_Your task_
Look for the string "PlayerSlot" in the data below, and copy each line that holds it.

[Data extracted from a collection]
==================================================
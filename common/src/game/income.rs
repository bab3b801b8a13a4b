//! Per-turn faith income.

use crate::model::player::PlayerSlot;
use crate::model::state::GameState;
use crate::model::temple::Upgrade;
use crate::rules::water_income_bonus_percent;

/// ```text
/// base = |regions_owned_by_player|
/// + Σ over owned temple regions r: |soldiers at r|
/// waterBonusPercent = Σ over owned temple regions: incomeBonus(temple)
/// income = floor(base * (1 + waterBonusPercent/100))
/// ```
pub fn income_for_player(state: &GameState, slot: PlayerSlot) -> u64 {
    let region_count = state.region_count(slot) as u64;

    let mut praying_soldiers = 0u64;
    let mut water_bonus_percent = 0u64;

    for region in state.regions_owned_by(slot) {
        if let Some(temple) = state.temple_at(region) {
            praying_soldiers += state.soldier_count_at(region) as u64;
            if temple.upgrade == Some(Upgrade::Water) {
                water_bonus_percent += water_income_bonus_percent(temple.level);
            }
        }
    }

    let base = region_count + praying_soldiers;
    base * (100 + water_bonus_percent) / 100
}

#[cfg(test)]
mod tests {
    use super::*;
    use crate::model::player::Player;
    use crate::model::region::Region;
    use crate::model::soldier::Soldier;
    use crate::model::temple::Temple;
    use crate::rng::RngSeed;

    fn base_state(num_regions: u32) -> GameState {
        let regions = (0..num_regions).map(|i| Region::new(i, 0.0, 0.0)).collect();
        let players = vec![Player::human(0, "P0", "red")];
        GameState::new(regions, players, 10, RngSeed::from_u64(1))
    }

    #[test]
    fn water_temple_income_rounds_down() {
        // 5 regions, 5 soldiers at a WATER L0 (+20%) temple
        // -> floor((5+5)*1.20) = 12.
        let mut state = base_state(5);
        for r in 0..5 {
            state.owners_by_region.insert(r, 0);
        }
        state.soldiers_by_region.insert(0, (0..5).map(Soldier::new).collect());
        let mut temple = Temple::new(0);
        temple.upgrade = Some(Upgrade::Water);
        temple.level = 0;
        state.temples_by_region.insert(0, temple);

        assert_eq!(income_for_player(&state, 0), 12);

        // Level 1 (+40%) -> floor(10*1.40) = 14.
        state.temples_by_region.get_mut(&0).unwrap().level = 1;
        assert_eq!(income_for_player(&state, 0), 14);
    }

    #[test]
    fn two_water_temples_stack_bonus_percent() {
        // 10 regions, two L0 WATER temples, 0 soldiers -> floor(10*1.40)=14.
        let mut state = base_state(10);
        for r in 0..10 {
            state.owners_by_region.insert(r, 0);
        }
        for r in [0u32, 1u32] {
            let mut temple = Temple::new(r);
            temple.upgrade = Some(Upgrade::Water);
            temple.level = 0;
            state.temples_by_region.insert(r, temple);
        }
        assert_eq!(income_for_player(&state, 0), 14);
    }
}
==================================================
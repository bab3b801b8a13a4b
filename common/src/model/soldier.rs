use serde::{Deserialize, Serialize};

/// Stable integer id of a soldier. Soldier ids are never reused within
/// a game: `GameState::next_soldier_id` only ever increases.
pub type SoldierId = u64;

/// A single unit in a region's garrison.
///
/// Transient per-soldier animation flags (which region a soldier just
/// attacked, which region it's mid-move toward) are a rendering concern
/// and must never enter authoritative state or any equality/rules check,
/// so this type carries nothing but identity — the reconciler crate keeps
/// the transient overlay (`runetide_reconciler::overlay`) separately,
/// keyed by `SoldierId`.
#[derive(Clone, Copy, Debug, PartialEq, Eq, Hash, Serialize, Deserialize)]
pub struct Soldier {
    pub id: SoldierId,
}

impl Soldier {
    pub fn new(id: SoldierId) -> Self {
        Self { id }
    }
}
==================================================
_Reply_
use crate::model::player::PlayerSlot;
pub fn income_for_player(state: &GameState, slot: PlayerSlot) -> u64 {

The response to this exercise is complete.